- [Problem]
Go through the entries below from the first line and output each one exactly, up to and including the line with "pub const MEMORY_LIMIT_DISABLED_ENV: &str".

- [Dataset excerpts]
Segment Open
use anyhow::{Context, Result};
use serde::Deserialize;
use std::path::{Path, PathBuf};

/// Dimensionality of the embedding vectors produced by the configured model.
pub const EMBEDDING_DIM: usize = 384;

/// Estimated in-memory footprint of one indexed message: the vector
/// (4 bytes per dimension) plus metadata overhead.
pub const BYTES_PER_MESSAGE: usize = EMBEDDING_DIM * 4 + 1064;

/// Environment override for the memory limit, in megabytes.
pub const MEMORY_LIMIT_ENV: &str = "KIRO_RECALL_MEMORY_LIMIT_MB";

/// When set, disables the memory limit entirely.
pub const MEMORY_LIMIT_DISABLED_ENV: &str = "KIRO_RECALL_NO_MEMORY_LIMIT";

#[derive(Debug, Deserialize, Clone, Default)]
pub struct Config {
    #[serde(default)]
    pub sources: SourcesConfig,
    #[serde(default)]
    pub embedding: EmbeddingConfig,
    #[serde(default)]
    pub search: SearchConfig,
    #[serde(default)]
    pub memory: MemoryConfig,
}

#[derive(Debug, Deserialize, Clone, Default)]
pub struct SourcesConfig {
    #[serde(default)]
    pub cli: CliSourceConfig,
    #[serde(default)]
    pub ide: IdeSourceConfig,
}

#[derive(Debug, Deserialize, Clone)]
pub struct CliSourceConfig {
    #[serde(default = "default_enabled")]
    pub enabled: bool,
    #[serde(default = "default_cli_paths")]
    pub paths: Vec<String>,
}

impl Default for CliSourceConfig {
    fn default() -> Self {
        Self {
            enabled: true,
            paths: default_cli_paths(),
        }
    }
}

impl CliSourceConfig {
    /// First configured database path that exists on disk.
    pub fn database_path(&self) -> Option<PathBuf> {
        self.paths
            .iter()
            .map(|p| expand_tilde(p))
            .find(|p| p.exists())
    }
}

#[derive(Debug, Deserialize, Clone)]
pub struct IdeSourceConfig {
    #[serde(default = "default_enabled")]
    pub enabled: bool,
    #[serde(default = "default_ide_patterns")]
    pub patterns: Vec<String>,
}

impl Default for IdeSourceConfig {
    fn default() -> Self {
        Self {
            enabled: true,
            patterns: default_ide_patterns(),
        }
    }
}

#[derive(Debug, Deserialize, Clone)]
pub struct EmbeddingConfig {
    #[serde(default = "default_model")]
    pub model: String,
    #[serde(default = "default_cache_dir")]
    pub cache_dir: String,
    #[serde(default = "default_batch_size")]
    pub batch_size: usize,
    /// Messages longer than this are dropped at load time to cap
    /// embedding cost on pathological inputs.
    #[serde(default = "default_max_content_length")]
    pub max_content_length: usize,
}

impl Default for EmbeddingConfig {
    fn default() -> Self {
        Self {
            model: default_model(),
            cache_dir: default_cache_dir(),
            batch_size: default_batch_size(),
            max_content_length: default_max_content_length(),
        }
    }
}

impl EmbeddingConfig {
    pub fn cache_path(&self) -> PathBuf {
        expand_tilde(&self.cache_dir)
    }

    pub fn cache_file(&self) -> PathBuf {
        self.cache_path().join("embeddings.bin")
    }

    pub fn lock_file(&self) -> PathBuf {
        self.cache_path().join("embeddings.lock")
    }
}

#[derive(Debug, Deserialize, Clone)]
pub struct SearchConfig {
    #[serde(default = "default_threshold")]
    pub default_threshold: f32,
    #[serde(default = "default_max_results")]
    pub default_max_results: usize,
    #[serde(default = "default_context_window")]
    pub default_context_window: usize,
}

impl Default for SearchConfig {
    fn default() -> Self {
        Self {
            default_threshold: default_threshold(),
            default_max_results: default_max_results(),
            default_context_window: default_context_window(),
        }
    }
}

#[derive(Debug, Deserialize, Clone)]
pub struct MemoryConfig {
    /// Fraction of physical RAM the index may use when no explicit
    /// limit is set.
    #[serde(default = "default_memory_fraction")]
    pub fraction: f64,
    #[serde(default)]
    pub limit_mb: Option<u64>,
}

impl Default for MemoryConfig {
    fn default() -> Self {
        Self {
            fraction: default_memory_fraction(),
            limit_mb: None,
        }
    }
}

fn default_enabled() -> bool {
    true
}

fn default_cli_paths() -> Vec<String> {
    vec![
        "~/Library/Application Support/kiro-cli/data.sqlite3".to_string(),
        "~/.local/share/kiro-cli/data.sqlite3".to_string(),
        "~/AppData/Roaming/kiro-cli/data.sqlite3".to_string(),
    ]
}

fn default_ide_patterns() -> Vec<String> {
    vec![
        "~/Library/Application Support/Kiro/User/globalStorage/kiro.kiroagent/*/*.chat".to_string(),
        "~/.config/Kiro/User/globalStorage/kiro.kiroagent/*/*.chat".to_string(),
        "~/AppData/Roaming/Kiro/User/globalStorage/kiro.kiroagent/*/*.chat".to_string(),
    ]
}

fn default_model() -> String {
    "all-minilm-l6-v2".to_string()
}

fn default_cache_dir() -> String {
    "~/.cache/kiro-total-recall".to_string()
}

fn default_batch_size() -> usize {
    100
}

fn default_max_content_length() -> usize {
    8192
}

fn default_threshold() -> f32 {
    0.2
}

fn default_max_results() -> usize {
    10
}

fn default_context_window() -> usize {
    3
}

fn default_memory_fraction() -> f64 {
    1.0 / 3.0
}

/// Expand a leading `~` to the user's home directory.
pub fn expand_tilde(path: &str) -> PathBuf {
    if let Some(rest) = path.strip_prefix("~/") {
        let home = std::env::var("HOME").unwrap_or_else(|_| ".".to_string());
        return PathBuf::from(home).join(rest);
    }
    PathBuf::from(path)
}

/// Default user config location: `~/.config/kiro-total-recall/config.toml`.
pub fn default_config_path() -> PathBuf {
    expand_tilde("~/.config/kiro-total-recall/config.toml")
}

/// Load and validate the configuration.
///
/// A missing file is not an error — defaults cover the standard install
/// locations of both stores. A file that exists but fails to parse or
/// validate is an error.
pub fn load_config(path: &Path) -> Result<Config> {
    if !path.exists() {
        return Ok(Config::default());
    }

    let content = std::fs::read_to_string(path)
        .with_context(|| format!("Failed to read config file: {}", path.display()))?;

    let config: Config = toml::from_str(&content).with_context(|| "Failed to parse config file")?;

    if !(0.0..=1.0).contains(&config.search.default_threshold) {
        anyhow::bail!("search.default_threshold must be in [0.0, 1.0]");
    }
    if config.search.default_max_results < 1 {
        anyhow::bail!("search.default_max_results must be >= 1");
    }
    if config.embedding.batch_size == 0 {
        anyhow::bail!("embedding.batch_size must be > 0");
    }
    if config.embedding.max_content_length == 0 {
        anyhow::bail!("embedding.max_content_length must be > 0");
    }
    if !(0.0..=1.0).contains(&config.memory.fraction) || config.memory.fraction == 0.0 {
        anyhow::bail!("memory.fraction must be in (0.0, 1.0]");
    }
    if config.embedding.model.trim().is_empty() {
        anyhow::bail!("embedding.model must not be empty");
    }

    Ok(config)
}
Segment Closed
- [Answer space]
use anyhow::{Context, Result};
use serde::Deserialize;
use std::path::{Path, PathBuf};

/// Dimensionality of the embedding vectors produced by the configured model.
pub const EMBEDDING_DIM: usize = 384;

/// Estimated in-memory footprint of one indexed message: the vector
/// (4 bytes per dimension) plus metadata overhead.
pub const BYTES_PER_MESSAGE: usize = EMBEDDING_DIM * 4 + 1064;

/// Environment override for the memory limit, in megabytes.
pub const MEMORY_LIMIT_ENV: &str = "KIRO_RECALL_MEMORY_LIMIT_MB";

/// When set, disables the memory limit entirely.
pub const MEMORY_LIMIT_DISABLED_ENV: &str = "KIRO_RECALL_NO_MEMORY_LIMIT";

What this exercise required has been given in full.